| Action item |
Write out once more the lines running from the top of the entries below to the line with "or decoding failure", both ends included.
* * * *
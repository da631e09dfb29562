//! Notification Context
//!
//! Handle for posting notices from outside the Leptos view tree.

use leptos::task::spawn_local;

use crate::store::{store_push_notice, store_remove_notice, NoticeStore};
use crate::view::Notice;

#[derive(Clone, Copy)]
pub struct Notifier {
    store: NoticeStore,
    /// Auto-dismiss delay, 0 keeps notices until clicked
    duration_ms: u32,
}

impl Notifier {
    pub fn new(store: NoticeStore, duration_ms: u32) -> Self {
        Self { store, duration_ms }
    }

    pub fn store(&self) -> NoticeStore {
        self.store
    }

    /// Show a notice and schedule its removal
    pub fn notify(&self, notice: Notice) {
        let id = store_push_notice(&self.store, notice);
        if self.duration_ms == 0 {
            return;
        }
        let store = self.store;
        let duration_ms = self.duration_ms;
        spawn_local(async move {
            gloo_timers::future::TimeoutFuture::new(duration_ms).await;
            store_remove_notice(&store, id);
        });
    }

    pub fn dismiss(&self, notice_id: u32) {
        store_remove_notice(&self.store, notice_id);
    }
}
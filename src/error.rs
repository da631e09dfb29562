//! Cart Errors
//!
//! Every failure of a mutation ends up here and is turned into a notice.

use thiserror::Error;
use wasm_bindgen::JsValue;

/// Taxonomy class of a [`CartError`]
#[derive(Debug, Clone, Copy, PartialEq, Eq)]
pub enum ErrorKind {
    /// Rejected before any network call
    Validation,
    /// Server answered `success:false`
    Application,
    /// Network, HTTP or decoding failure
    Transport,
}

#[derive(Debug, Clone, PartialEq, Error)]
pub enum CartError {
    #[error("missing item id")]
    MissingItemId,
    #[error("unknown cart action: {0:?}")]
    UnknownAction(String),
    #[error("quantity must be a positive integer, got {0:?}")]
    InvalidQuantity(String),
    #[error("server rejected mutation: {0}")]
    Rejected(String),
    #[error("cannot encode request: {0}")]
    Encode(String),
    #[error("network error: {0}")]
    Network(String),
    #[error("HTTP status {0}")]
    Http(u16),
    #[error("malformed response: {0}")]
    MalformedResponse(String),
}

impl CartError {
    pub fn kind(&self) -> ErrorKind {
        match self {
            CartError::MissingItemId | CartError::UnknownAction(_) | CartError::InvalidQuantity(_) => {
                ErrorKind::Validation
            }
            CartError::Rejected(_) => ErrorKind::Application,
            CartError::Encode(_)
            | CartError::Network(_)
            | CartError::Http(_)
            | CartError::MalformedResponse(_) => ErrorKind::Transport,
        }
    }

    /// Text shown to the shopper.
    ///
    /// Server messages are shown verbatim; transport failures use `generic`.
    pub fn user_message(&self, generic: &str) -> String {
        match self {
            CartError::Rejected(msg) if !msg.trim().is_empty() => msg.clone(),
            CartError::Rejected(_) => generic.to_string(),
            CartError::MissingItemId => "This cart button is missing its item.".to_string(),
            CartError::UnknownAction(_) => "This cart button is not supported.".to_string(),
            CartError::InvalidQuantity(_) => "Please enter a quantity of at least 1.".to_string(),
            CartError::Encode(_)
            | CartError::Network(_)
            | CartError::Http(_)
            | CartError::MalformedResponse(_) => generic.to_string(),
        }
    }

    /// Map a rejected `fetch` promise or failed web-sys call.
    pub fn from_js(value: JsValue) -> Self {
        let msg = value
            .as_string()
            .or_else(|| {
                js_sys::Reflect::get(&value, &JsValue::from_str("message"))
                    .ok()
                    .and_then(|m| m.as_string())
            })
            .unwrap_or_else(|| format!("{:?}", value));
        CartError::Network(msg)
    }
}

#[cfg(test)]
mod tests {
    use super::*;

    const GENERIC: &str = "Something went wrong updating your cart.";

    #[test]
    fn test_kinds() {
        assert_eq!(CartError::MissingItemId.kind(), ErrorKind::Validation);
        assert_eq!(CartError::InvalidQuantity("-1".into()).kind(), ErrorKind::Validation);
        assert_eq!(CartError::Rejected("x".into()).kind(), ErrorKind::Application);
        assert_eq!(CartError::Http(500).kind(), ErrorKind::Transport);
        assert_eq!(CartError::Encode("x".into()).kind(), ErrorKind::Transport);
        assert_eq!(CartError::MalformedResponse("x".into()).kind(), ErrorKind::Transport);
    }

    #[test]
    fn test_user_message() {
        assert_eq!(CartError::Rejected("Out of stock".into()).user_message(GENERIC), "Out of stock");
        assert_eq!(CartError::Rejected("  ".into()).user_message(GENERIC), GENERIC);
        assert_eq!(CartError::Network("offline".into()).user_message(GENERIC), GENERIC);
        assert_eq!(CartError::Http(502).user_message(GENERIC), GENERIC);
        assert_eq!(CartError::Encode("bad body".into()).user_message(GENERIC), GENERIC);
    }
}
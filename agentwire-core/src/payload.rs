//! Normalized representation for values whose wire shape varies.
//!
//! Tool results, custom event values and deferred tool arguments arrive as a
//! plain string on some servers and as structured JSON on others. They are
//! normalized once at decode time so callers never branch on shape.

use serde::{Deserialize, Deserializer};
use serde_json::{Map, Value};

/// A decoded value that may be text, structured JSON, or both.
///
/// `raw` always holds the value exactly as received. `text` is set when the
/// value is a string or an array of `{ "text": ... }` parts.
#[derive(Debug, Clone, PartialEq)]
pub struct Payload {
    raw: Value,
    text: Option<String>,
}

impl Payload {
    /// Normalize a raw JSON value.
    pub fn from_value(raw: Value) -> Self {
        let text = match &raw {
            Value::String(s) => Some(s.clone()),
            Value::Array(items) if !items.is_empty() => text_parts(items),
            _ => None,
        };
        Self { raw, text }
    }

    /// A payload holding plain text.
    pub fn text(text: impl Into<String>) -> Self {
        Self::from_value(Value::String(text.into()))
    }

    /// The value as received.
    pub fn raw(&self) -> &Value {
        &self.raw
    }

    /// Consume the payload and return the value as received.
    pub fn into_raw(self) -> Value {
        self.raw
    }

    /// Text content, if the value was textual.
    pub fn as_text(&self) -> Option<&str> {
        self.text.as_deref()
    }

    /// The value as a JSON object, if it is one.
    pub fn as_object(&self) -> Option<&Map<String, Value>> {
        self.raw.as_object()
    }

    /// Whether the value carries nothing (null, `""`, `{}` or `[]`).
    pub fn is_empty(&self) -> bool {
        match &self.raw {
            Value::Null => true,
            Value::String(s) => s.is_empty(),
            Value::Array(a) => a.is_empty(),
            Value::Object(o) => o.is_empty(),
            _ => false,
        }
    }

    /// Human-readable rendering: text as-is, anything else as pretty JSON.
    pub fn display(&self) -> String {
        match &self.text {
            Some(text) => text.clone(),
            None => serde_json::to_string_pretty(&self.raw).unwrap_or_else(|_| self.raw.to_string()),
        }
    }

    /// Compact rendering: text as-is, anything else as single-line JSON.
    pub fn compact(&self) -> String {
        match &self.text {
            Some(text) => text.clone(),
            None => self.raw.to_string(),
        }
    }
}

impl Default for Payload {
    fn default() -> Self {
        Self::from_value(Value::Null)
    }
}

impl From<Value> for Payload {
    fn from(value: Value) -> Self {
        Self::from_value(value)
    }
}

impl<'de> Deserialize<'de> for Payload {
    fn deserialize<D: Deserializer<'de>>(deserializer: D) -> Result<Self, D::Error> {
        Value::deserialize(deserializer).map(Self::from_value)
    }
}

/// Join an array of `{ "text": ... }` parts, or `None` if any item is not one.
fn text_parts(items: &[Value]) -> Option<String> {
    let parts: Option<Vec<&str>> = items
        .iter()
        .map(|item| item.get("text").and_then(Value::as_str))
        .collect();
    parts.map(|parts| parts.join("\n"))
}
//! CLI-specific error types

use thiserror::Error;

/// Errors that can occur during CLI operations
#[derive(Debug, Error)]
pub enum CliError {
    /// Client configuration or bootstrap error
    #[error("Client error: {0}")]
    Client(#[from] agentwire_client::ClientError),

    /// Session rejected an operation
    #[error("Session error: {0}")]
    Session(#[from] agentwire_core::SessionError),

    /// Readline/input error
    #[error("Input error: {0}")]
    Readline(#[from] rustyline::error::ReadlineError),

    /// IO error (filesystem, stdout, etc.)
    #[error("IO error: {0}")]
    Io(#[from] std::io::Error),
}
* * * *
| Answer space |
repository da631e09dfb29562
//! Notification Context
//!
//! Handle for posting notices from outside the Leptos view tree.

use leptos::task::spawn_local;

use crate::store::{store_push_notice, store_remove_notice, NoticeStore};
use crate::view::Notice;

#[derive(Clone, Copy)]
pub struct Notifier {
    store: NoticeStore,
    /// Auto-dismiss delay, 0 keeps notices until clicked
    duration_ms: u32,
}

impl Notifier {
    pub fn new(store: NoticeStore, duration_ms: u32) -> Self {
        Self { store, duration_ms }
    }

    pub fn store(&self) -> NoticeStore {
        self.store
    }

    /// Show a notice and schedule its removal
    pub fn notify(&self, notice: Notice) {
        let id = store_push_notice(&self.store, notice);
        if self.duration_ms == 0 {
            return;
        }
        let store = self.store;
        let duration_ms = self.duration_ms;
        spawn_local(async move {
            gloo_timers::future::TimeoutFuture::new(duration_ms).await;
            store_remove_notice(&store, id);
        });
    }

    pub fn dismiss(&self, notice_id: u32) {
        store_remove_notice(&self.store, notice_id);
    }
}
filename src/error.rs
repository da631e09dfb29562
//! Cart Errors
//!
//! Every failure of a mutation ends up here and is turned into a notice.

use thiserror::Error;
use wasm_bindgen::JsValue;

/// Taxonomy class of a [`CartError`]
#[derive(Debug, Clone, Copy, PartialEq, Eq)]
pub enum ErrorKind {
    /// Rejected before any network call
    Validation,
    /// Server answered `success:false`
    Application,
    /// Network, HTTP or decoding failure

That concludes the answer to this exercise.